OPINI: Perlu Moderasi Pangan Gratis Untuk Rakyat, Tidak Boleh Gegabah

Program ini, meskipun tidak baru dalam sejarah Indonesia, menjadi fenomenal karena anggaran yang disiapkan mencapai sekitar 140 triliun rupiah untuk swasembada pangan pada tahun 2025.

oleh Tim Regional diperbarui 07 Nov 2024, 19:32 WIB
Diterbitkan 07 Nov 2024, 17:41 WIB
ilustrasi program makan siang gratis di sekolah
ilustrasi program makan siang gratis di sekolah (dok: Foto by AI)

Liputan6.com, Jakarta - Kebijakan pangan gratis untuk rakyat yang disampaikan Presiden Prabowo Subianto dan jajaran kabinetnya telah mencuri perhatian publik, terutama setelah pelantikan pemerintah baru. Namun program besar ini perlu dipahami lebih mendalam—bukan hanya dalam konteks pemberian bantuan, tetapi juga dalam kaitannya dengan kemandirian dan kedaulatan pangan bangsa.

Program ini, meskipun tidak baru dalam sejarah Indonesia, menjadi fenomenal karena anggaran yang disiapkan mencapai sekitar 140 triliun rupiah untuk swasembada pangan pada tahun 2025, dengan alokasi 71 triliun rupiah di antaranya untuk pangan gratis.

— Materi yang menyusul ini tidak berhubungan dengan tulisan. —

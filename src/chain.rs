//! `then`, `catch` and `finally`.
//!
//! Every method here returns a fresh promise and leaves the source alone.
//! The continuation always runs as a task on the source's scheduler, never
//! inside the call that registered it, even when the source has already
//! settled.
use crate::{Promise, Resolution};

impl<T, E> Promise<T, E>
where
    T: Clone + Send + 'static,
    E: Clone + Send + 'static,
{
    fn react<U, F>(&self, continuation: F) -> Promise<U, E>
    where
        U: Clone + Send + 'static,
        F: FnOnce(Result<T, E>) -> Resolution<U, E> + Send + 'static,
    {
        let (next, resolver) = Promise::pair(self.scheduler());
        let scheduler = self.scheduler().clone();
        self.subscribe(Box::new(move |outcome: Result<T, E>| {
            scheduler.defer(move || resolver.settle(continuation(outcome)));
        }));
        next
    }

    /// Chains both outcomes of this promise into a new one.
    ///
    /// Whatever the selected callback returns settles the new promise:
    /// [`Resolution::Value`] fulfills it, [`Resolution::Error`] rejects it,
    /// and [`Resolution::Adopt`] makes it follow another promise.
    ///
    /// # Examples
    ///
    /// ```
    /// use promise_chain::{Promise, Resolution, TaskQueue};
    ///
    /// let queue = TaskQueue::new();
    /// let scheduler = queue.scheduler();
    /// let recovered = Promise::<i32, String>::new(&scheduler, |_| Err("lost".into()))
    ///     .then(
    ///         |v| Resolution::Value(v.to_string()),
    ///         |e| Resolution::Value(format!("recovered {e}")),
    ///     );
    /// queue.run_until_idle();
    /// assert_eq!(recovered.peek(), Some(Ok("recovered lost".to_string())));
    /// ```
    pub fn then<U, F, R>(&self, on_fulfilled: F, on_rejected: R) -> Promise<U, E>
    where
        U: Clone + Send + 'static,
        F: FnOnce(T) -> Resolution<U, E> + Send + 'static,
        R: FnOnce(E) -> Resolution<U, E> + Send + 'static,
    {
        self.react(move |outcome| match outcome {
            Ok(value) => on_fulfilled(value),
            Err(err) => on_rejected(err),
        })
    }

    /// `then` with the rejection passed through untouched.
    pub fn and_then<U, F>(&self, on_fulfilled: F) -> Promise<U, E>
    where
        U: Clone + Send + 'static,
        F: FnOnce(T) -> Resolution<U, E> + Send + 'static,
    {
        self.then(on_fulfilled, Resolution::Error)
    }

    /// `then` with the value passed through untouched.
    pub fn catch<R>(&self, on_rejected: R) -> Promise<T, E>
    where
        R: FnOnce(E) -> Resolution<T, E> + Send + 'static,
    {
        self.then(Resolution::Value, on_rejected)
    }

    /// Runs `on_settled` after either outcome and passes that outcome on.
    ///
    /// The callback sees neither the value nor the error. Returning `Err`
    /// rejects the new promise with that error instead.
    pub fn finally<F>(&self, on_settled: F) -> Promise<T, E>
    where
        F: FnOnce() -> Result<(), E> + Send + 'static,
    {
        self.react(move |outcome| match on_settled() {
            Ok(()) => outcome.into(),
            Err(err) => Resolution::Error(err),
        })
    }
}

#[cfg(test)]
mod tests {
    use crate::{Promise, PromiseState, Resolution, TaskQueue};
    use std::sync::{Arc, Mutex};

    fn recorder() -> (Arc<Mutex<Vec<String>>>, impl Fn(String) + Clone + Send + 'static) {
        let log = Arc::new(Mutex::new(vec![]));
        let sink = log.clone();
        (log, move |line: String| sink.lock().unwrap().push(line))
    }

    #[test]
    fn test_then_on_settled_promise_is_deferred() {
        let queue = TaskQueue::new();
        let source = Promise::<i32, String>::fulfilled(&queue.scheduler(), 2);
        let (log, record) = recorder();
        let next = source.and_then(move |v| {
            record(format!("ran with {v}"));
            Resolution::Value(v * 10)
        });
        assert!(log.lock().unwrap().is_empty());
        assert_eq!(next.state(), PromiseState::Pending);
        assert_eq!(queue.len(), 1);
        queue.run_until_idle();
        assert_eq!(*log.lock().unwrap(), vec!["ran with 2"]);
        assert_eq!(next.peek(), Some(Ok(20)));
    }

    #[test]
    fn test_then_on_pending_promise_waits_for_settlement() {
        let queue = TaskQueue::new();
        let (source, resolver) = Promise::<i32, String>::pair(&queue.scheduler());
        let next = source.and_then(|v| Resolution::Value(v + 1));
        assert_eq!(queue.run_until_idle(), 0);
        resolver.resolve(1);
        assert_eq!(next.state(), PromiseState::Pending);
        queue.run_until_idle();
        assert_eq!(next.peek(), Some(Ok(2)));
    }

    #[test]
    fn test_registration_order_is_preserved() {
        let queue = TaskQueue::new();
        let (source, resolver) = Promise::<i32, String>::pair(&queue.scheduler());
        let (log, record) = recorder();
        for tag in ["a", "b", "c"] {
            let record = record.clone();
            source.and_then(move |v| {
                record(format!("{tag}{v}"));
                Resolution::Value(v)
            });
        }
        resolver.resolve(0);
        let late = record.clone();
        source.and_then(move |v| {
            late(format!("d{v}"));
            Resolution::Value(v)
        });
        queue.run_until_idle();
        assert_eq!(*log.lock().unwrap(), vec!["a0", "b0", "c0", "d0"]);
    }

    #[test]
    fn test_source_is_never_mutated() {
        let queue = TaskQueue::new();
        let source = Promise::<i32, String>::fulfilled(&queue.scheduler(), 5);
        let failed = source.and_then(|_| Resolution::<i32, String>::Error("derived".into()));
        queue.run_until_idle();
        assert!(!Promise::ptr_eq(&source, &source.catch(Resolution::Error)));
        assert_eq!(source.peek(), Some(Ok(5)));
        assert_eq!(failed.peek(), Some(Err("derived".to_string())));
    }

    #[test]
    fn test_rejection_propagates_past_and_then() {
        let queue = TaskQueue::new();
        let source = Promise::<i32, String>::rejected(&queue.scheduler(), "bad".into());
        let (log, record) = recorder();
        let tail = source
            .and_then(move |v| {
                record("should not run".into());
                Resolution::Value(v)
            })
            .and_then(|v| Resolution::Value(v + 1));
        queue.run_until_idle();
        assert!(log.lock().unwrap().is_empty());
        assert_eq!(tail.peek(), Some(Err("bad".to_string())));
    }

    #[test]
    fn test_catch_recovers() {
        let queue = TaskQueue::new();
        let source = Promise::<i32, String>::rejected(&queue.scheduler(), "bad".into());
        let recovered = source
            .catch(|e| Resolution::Value(e.len() as i32))
            .and_then(|v| Resolution::Value(v * 2));
        queue.run_until_idle();
        assert_eq!(recovered.peek(), Some(Ok(6)));
    }

    #[test]
    fn test_catch_passes_value_through() {
        let queue = TaskQueue::new();
        let source = Promise::<i32, String>::fulfilled(&queue.scheduler(), 8);
        let (log, record) = recorder();
        let next = source.catch(move |e| {
            record(e);
            Resolution::Value(0)
        });
        queue.run_until_idle();
        assert!(log.lock().unwrap().is_empty());
        assert_eq!(next.peek(), Some(Ok(8)));
    }

    #[test]
    fn test_handler_error_rejects_next() {
        let queue = TaskQueue::new();
        let source = Promise::<i32, String>::rejected(&queue.scheduler(), "first".into());
        let next = source.catch(|e| Resolution::Error(format!("{e} then second")));
        queue.run_until_idle();
        assert_eq!(next.peek(), Some(Err("first then second".to_string())));
    }

    #[test]
    fn test_returned_promise_is_adopted() {
        let queue = TaskQueue::new();
        let scheduler = queue.scheduler();
        let (inner, inner_resolver) = Promise::<&str, String>::pair(&scheduler);
        let source = Promise::<i32, String>::fulfilled(&scheduler, 1);
        let returned = inner.clone();
        let next = source.and_then(move |_| Resolution::Adopt(returned));
        queue.run_until_idle();
        assert_eq!(next.state(), PromiseState::Pending);
        inner_resolver.resolve("inner value");
        queue.run_until_idle();
        assert_eq!(next.peek(), Some(Ok("inner value")));
        assert!(!Promise::ptr_eq(&next, &inner));
    }

    #[test]
    fn test_returned_rejected_promise_is_adopted() {
        let queue = TaskQueue::new();
        let scheduler = queue.scheduler();
        let source = Promise::<i32, String>::fulfilled(&scheduler, 1);
        let inner_scheduler = scheduler.clone();
        let next = source.and_then(move |_| {
            Resolution::Adopt(Promise::<i32, String>::rejected(&inner_scheduler, "nested".into()))
        });
        queue.run_until_idle();
        assert_eq!(next.peek(), Some(Err("nested".to_string())));
    }

    #[test]
    fn test_finally_keeps_value() {
        let queue = TaskQueue::new();
        let (log, record) = recorder();
        let next = Promise::<i32, String>::fulfilled(&queue.scheduler(), 3).finally(move || {
            record("cleanup".into());
            Ok(())
        });
        assert!(log.lock().unwrap().is_empty());
        queue.run_until_idle();
        assert_eq!(*log.lock().unwrap(), vec!["cleanup"]);
        assert_eq!(next.peek(), Some(Ok(3)));
    }

    #[test]
    fn test_finally_keeps_error() {
        let queue = TaskQueue::new();
        let next = Promise::<i32, String>::rejected(&queue.scheduler(), "kept".into())
            .finally(|| Ok(()));
        queue.run_until_idle();
        assert_eq!(next.peek(), Some(Err("kept".to_string())));
    }

    #[test]
    fn test_failing_finally_rejects() {
        let queue = TaskQueue::new();
        let next = Promise::<i32, String>::fulfilled(&queue.scheduler(), 3)
            .finally(|| Err("cleanup failed".into()));
        queue.run_until_idle();
        assert_eq!(next.peek(), Some(Err("cleanup failed".to_string())));
    }

    #[test]
    fn test_long_chain_settles_in_steps() {
        let queue = TaskQueue::new();
        let mut tail = Promise::<u32, ()>::fulfilled(&queue.scheduler(), 0);
        for _ in 0..10 {
            tail = tail.and_then(|v| Resolution::Value(v + 1));
        }
        assert_eq!(queue.run_until_idle(), 10);
        assert_eq!(tail.peek(), Some(Ok(10)));
    }
}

Menyikapi isu pangan gratis dengan euforia semata dapat merusak tujuan jangka panjang yang lebih penting, menciptakan ketahanan pangan yang berkelanjutan dan berdaulat.

Dalam merumuskan kebijakan seperti ini, pemerintah tidak boleh terjebak dalam teknis operasional yang sekadar memenuhi tuntutan sesaat, tetapi harus memiliki visi strategis yang jelas. Moderasi kebijakan dan sinkronisasi antar kementerian dan lembaga terkait harus menjadi landasan utama.

Pangan sering dianggap hanya sebagai isu biologis, sesuatu yang hanya berurusan dengan pemenuhan kebutuhan dasar manusia. Namun, sebenarnya, pangan adalah hal yang jauh lebih besar dari itu.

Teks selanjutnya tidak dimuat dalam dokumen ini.